Dans son sentiment, il rend mieux compte des passages de l’Ecriture qui
paraissent opposés à l’opinion contraire.)
Article
1 : Le livre de vie est-il la même chose que la prédestination ?
Objection
N°1. Il semble que le livre de vie ne soit pas la même chose que la
prédestination. Car, d’après la glose sur ces paroles : Tout cela est le livre de vie (Ecclésiastique,
24, 32), le livre de vie c’est l’Ancien et le Nouveau Testament. Or, ce n’est
pas là la prédestination. Donc le livre de vie n’est pas la même chose que la
prédestination.
Réponse
à l’objection N°1 : On peut entendre le livre de vie de deux manières. 1° On
appelle livre de vie, le livre où
sont inscrits ceux qui sont élus pour la vie éternelle, et c’est dans ce sens
que nous l’entendons ici. 2° On appelle encore livre de vie le livre qui renferme ce qui mène à la vie éternelle,
soit qu’il s’agisse des choses que l’on doit faire, et alors c’est l’Ancien et
le Nouveau Testament, soit qu’il s’agisse des choses que l’on a faites, et
c’est alors cette force divine qui remet à chacun en mémoire ses actions.
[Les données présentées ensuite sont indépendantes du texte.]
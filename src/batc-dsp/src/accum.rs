// SPDX-FileCopyrightText: 2026 Stanislaw Grams <stanislawgrams@gmail.com>
//
// SPDX-License-Identifier: BSD-2-Clause

//! Per-channel sample accumulation, warm-up gating, and output batching.

use tracing::trace;

use crate::chain::FilterChain;
use crate::spectrum::{self, SpectrumEstimator};

/// Samples per published wave block.
pub const BATCH_SAMPLES: usize = 130;

/// Filtered history retained per channel (4 batches).
pub const FILTER_WINDOW: usize = 520;

/// Capacity of the buffer feeding spectral analysis (3 batches).
pub const SPECTRUM_PENDING_CAP: usize = 390;

/// Outputs produced by one [`ChannelPipeline::push_samples`] call.
#[derive(Debug, Default)]
pub struct ChannelOutput {
    /// Zero or more 130-sample filtered wave blocks.
    pub waves: Vec<Vec<f64>>,
    /// Zero or more 129-bin magnitude spectra.
    pub spectra: Vec<Vec<f64>>,
}

/// Accumulation and filtering state for a single channel.
///
/// Decoded samples are buffered until a full batch of [`BATCH_SAMPLES`] is
/// available, then filtered through the channel's own [`FilterChain`] and
/// appended to the rolling [`FILTER_WINDOW`]-sample history. The first
/// four batches only fill that history (warm-up); every batch after that
/// slides the window and is published as a wave block. Published samples
/// also accumulate toward spectral analysis: whenever at least
/// [`spectrum::WINDOW_SIZE`] filtered samples are pending, the oldest
/// [`spectrum::WINDOW_SIZE`] are handed to the estimator and dropped.
///
/// Channels never share state; cross-channel filter leakage corrupts both
/// traces.
pub struct ChannelPipeline {
    chain: FilterChain,
    estimator: SpectrumEstimator,
    batch_buf: Vec<f64>,
    window: Vec<f64>,
    spectral_pending: Vec<f64>,
}

impl Default for ChannelPipeline {
    fn default() -> Self {
        Self::new(true, true, true)
    }
}

impl ChannelPipeline {
    /// Build a pipeline with the given filter groups enabled.
    pub fn new(low_pass: bool, high_pass: bool, notch: bool) -> Self {
        Self {
            chain: FilterChain::new(low_pass, high_pass, notch),
            estimator: SpectrumEstimator::new(),
            batch_buf: Vec::with_capacity(2 * BATCH_SAMPLES),
            window: Vec::with_capacity(FILTER_WINDOW),
            spectral_pending: Vec::with_capacity(SPECTRUM_PENDING_CAP),
        }
    }

    /// Whether the warm-up history is full and blocks are being published.
    pub fn is_warmed_up(&self) -> bool {
        self.window.len() >= FILTER_WINDOW
    }

    /// Feed decoded samples, producing any wave blocks and spectra that
    /// complete as a result. Accepts any chunk size; output depends only
    /// on the concatenated stream.
    pub fn push_samples(&mut self, samples: &[f64]) -> ChannelOutput {
        self.batch_buf.extend_from_slice(samples);
        let mut out = ChannelOutput::default();

        while self.batch_buf.len() >= BATCH_SAMPLES {
            let mut batch: Vec<f64> = self.batch_buf.drain(..BATCH_SAMPLES).collect();
            self.chain.process_in_place(&mut batch);

            let sliding = self.window.len() >= FILTER_WINDOW;
            if sliding {
                self.window.drain(..BATCH_SAMPLES);
            }
            self.window.extend_from_slice(&batch);

            if sliding {
                self.spectral_pending.extend_from_slice(&batch);
                out.waves.push(batch);

                while self.spectral_pending.len() >= spectrum::WINDOW_SIZE {
                    let bins = self
                        .estimator
                        .estimate(&self.spectral_pending[..spectrum::WINDOW_SIZE]);
                    self.spectral_pending.drain(..spectrum::WINDOW_SIZE);
                    trace!(
                        "spectrum window drained, {} samples still pending",
                        self.spectral_pending.len()
                    );
                    out.spectra.push(bins);
                }
            }
        }
        out
    }

    /// Drop all buffered samples and filter state, returning to warm-up.
    pub fn reset(&mut self) {
        self.chain.reset();
        self.batch_buf.clear();
        self.window.clear();
        self.spectral_pending.clear();
    }
}

#[cfg(test)]
mod tests {
    use super::*;
    use crate::spectrum::SPECTRUM_BINS;

    fn sine_stream(len: usize) -> Vec<f64> {
        (0..len).map(|n| (n as f64 * 0.17).sin()).collect()
    }

    #[test]
    fn test_warm_up_publishes_nothing() {
        let mut pipeline = ChannelPipeline::default();
        let out = pipeline.push_samples(&vec![0.0; FILTER_WINDOW]);
        assert!(out.waves.is_empty());
        assert!(out.spectra.is_empty());
        assert!(pipeline.is_warmed_up());
    }

    #[test]
    fn test_first_block_after_warm_up() {
        let mut pipeline = ChannelPipeline::default();
        pipeline.push_samples(&vec![0.0; FILTER_WINDOW]);

        // One more sample is not a full batch yet.
        let out = pipeline.push_samples(&[0.0]);
        assert!(out.waves.is_empty());

        // Completing the fifth batch publishes exactly one block.
        let out = pipeline.push_samples(&vec![0.0; BATCH_SAMPLES - 1]);
        assert_eq!(out.waves.len(), 1);
        assert_eq!(out.waves[0].len(), BATCH_SAMPLES);
    }

    #[test]
    fn test_zero_stream_end_to_end() {
        let mut pipeline = ChannelPipeline::default();
        let mut waves = 0;
        let mut spectra = 0;

        for _ in 0..8 {
            let out = pipeline.push_samples(&vec![0.0; BATCH_SAMPLES]);
            for wave in &out.waves {
                assert_eq!(wave.len(), BATCH_SAMPLES);
                assert!(wave.iter().all(|&x| x == 0.0));
                waves += 1;
            }
            for bins in &out.spectra {
                assert_eq!(bins.len(), SPECTRUM_BINS);
                assert!(bins.iter().all(|&v| v == 0.0));
                spectra += 1;
            }
        }

        assert_eq!(waves, 4);
        assert_eq!(spectra, 2);
    }

    #[test]
    fn test_spectrum_timing_after_warm_up() {
        let mut pipeline = ChannelPipeline::default();
        pipeline.push_samples(&vec![0.0; FILTER_WINDOW]);

        // Batches 5..8: spectra land on the 6th and 8th (250 drained each).
        let per_batch: Vec<usize> = (0..4)
            .map(|_| {
                pipeline
                    .push_samples(&vec![0.0; BATCH_SAMPLES])
                    .spectra
                    .len()
            })
            .collect();
        assert_eq!(per_batch, vec![0, 1, 0, 1]);
    }

    #[test]
    fn test_reset_replays_identically() {
        let stream = sine_stream(1040);

        let mut pipeline = ChannelPipeline::default();
        let first = pipeline.push_samples(&stream);

        pipeline.reset();
        assert!(!pipeline.is_warmed_up());
        let second = pipeline.push_samples(&stream);

        assert_eq!(first.waves, second.waves);
        assert_eq!(first.spectra, second.spectra);
        assert_eq!(first.waves.len(), 4);
        assert_eq!(first.spectra.len(), 2);
    }

    #[test]
    fn test_chunk_size_does_not_change_output() {
        let stream = sine_stream(1050);

        let mut whole = ChannelPipeline::default();
        let expected = whole.push_samples(&stream);

        // Frame-sized pushes, as the decode path delivers them.
        let mut framed = ChannelPipeline::default();
        let mut waves = Vec::new();
        let mut spectra = Vec::new();
        for chunk in stream.chunks(35) {
            let out = framed.push_samples(chunk);
            waves.extend(out.waves);
            spectra.extend(out.spectra);
        }

        assert_eq!(expected.waves, waves);
        assert_eq!(expected.spectra, spectra);
    }
}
C’est
ainsi qu’on peut appeler livre de guerre,
celui qui renferme les noms des soldats, ou celui qui contient les notions de
l’art militaire, ou enfin celui qui rapporte les exploits des guerriers.
Objection
N°2. Saint Augustin dit (De civ. Dei,
liv. 20, chap. 14) que le livre de vie est une certaine force divine qui
rappelle à la mémoire de chacun ses bonnes et ses mauvaises actions. Or, cette
force divine ne semble pas appartenir à la prédestination, mais plutôt à la
puissance. Donc le livre de vie n’est pas la même chose que la prédestination.
Réponse
à l’objection N°2 : La réponse précédente rend la réponse à cette objection
évidente.
Objection
N°3. La réprobation est le contraire de la prédestination. Donc si le livre de
vie était la prédestination, il y aurait aussi un livre de mort.
Réponse
à l’objection N°3 : On n’a pas l’habitude d’inscrire ceux qu’on rejette, mais
seulement ceux que l’on choisit. C’est pourquoi il n’y a pas pour les réprouvés
un livre de mort, comme il y a pour les prédestinés un livre de vie. — Enfin il
faut dire que le livre de vie diffère rationnellement de la prédestination (Il
en diffère rationnellement, puisqu’il en est une conséquence. Ce livre de vie
n’est, en dernière analyse, qu’une connaissance spéculative, qui revient à la science de vision.). Car il implique la
connaissance de la prédestination même, comme on le voit d’après le passage
cité de la glose.
Mais
c’est le contraire. La glose dit à l’occasion de ces paroles du Psalmiste : qu’ils soient effacés du livre des vivants
(Ps. 68), que ce livre est la
connaissance de Dieu par laquelle il a prédestiné à la vie ceux qu’il a connus
à l’avance.
Conclusion
On appelle par métaphore livre de vie la connaissance expresse et solidement
arrêtée que Dieu possède des prédestinés.
Il
faut répondre qu’on dit qu’il y a en Dieu un livre de vie, selon une métaphore
empruntée à ce qui se passe dans les choses humaines. Car nous avons l’habitude
lorsque nous nommons quelqu’un à un emploi, d’inscrire son nom sur un livre ;
c’est ce qu’on fait, par exemple, pour les soldats, ou pour les conseillers qui
portaient autrefois dans le sénat de Rome le titre de Pères conscripts. Or, d’après tout ce que
nous avons dit (quest. préc., art. 4), les prédestinés sont élus de Dieu pour posséder
la vie éternelle. C’est donc leur inscription qu’on appelle Livre de vie. Car par métaphore on dit
qu’une chose est écrite dans l’esprit quand elle est fortement fixée dans la
mémoire. C’est ainsi qu’il est dit (Prov.,
3, 3) : N’oubliez pas ma loi et que votre
cœur garde vies préceptes, et peu après : Ecrivez-les sur les tables de votre cœur. Car on écrit sur des
livres matériels pour soulager la mémoire. On a donc appelé livre de vie, la connaissance d’après
laquelle Dieu conserve invariablement le souvenir de ceux qu’il a prédestinés.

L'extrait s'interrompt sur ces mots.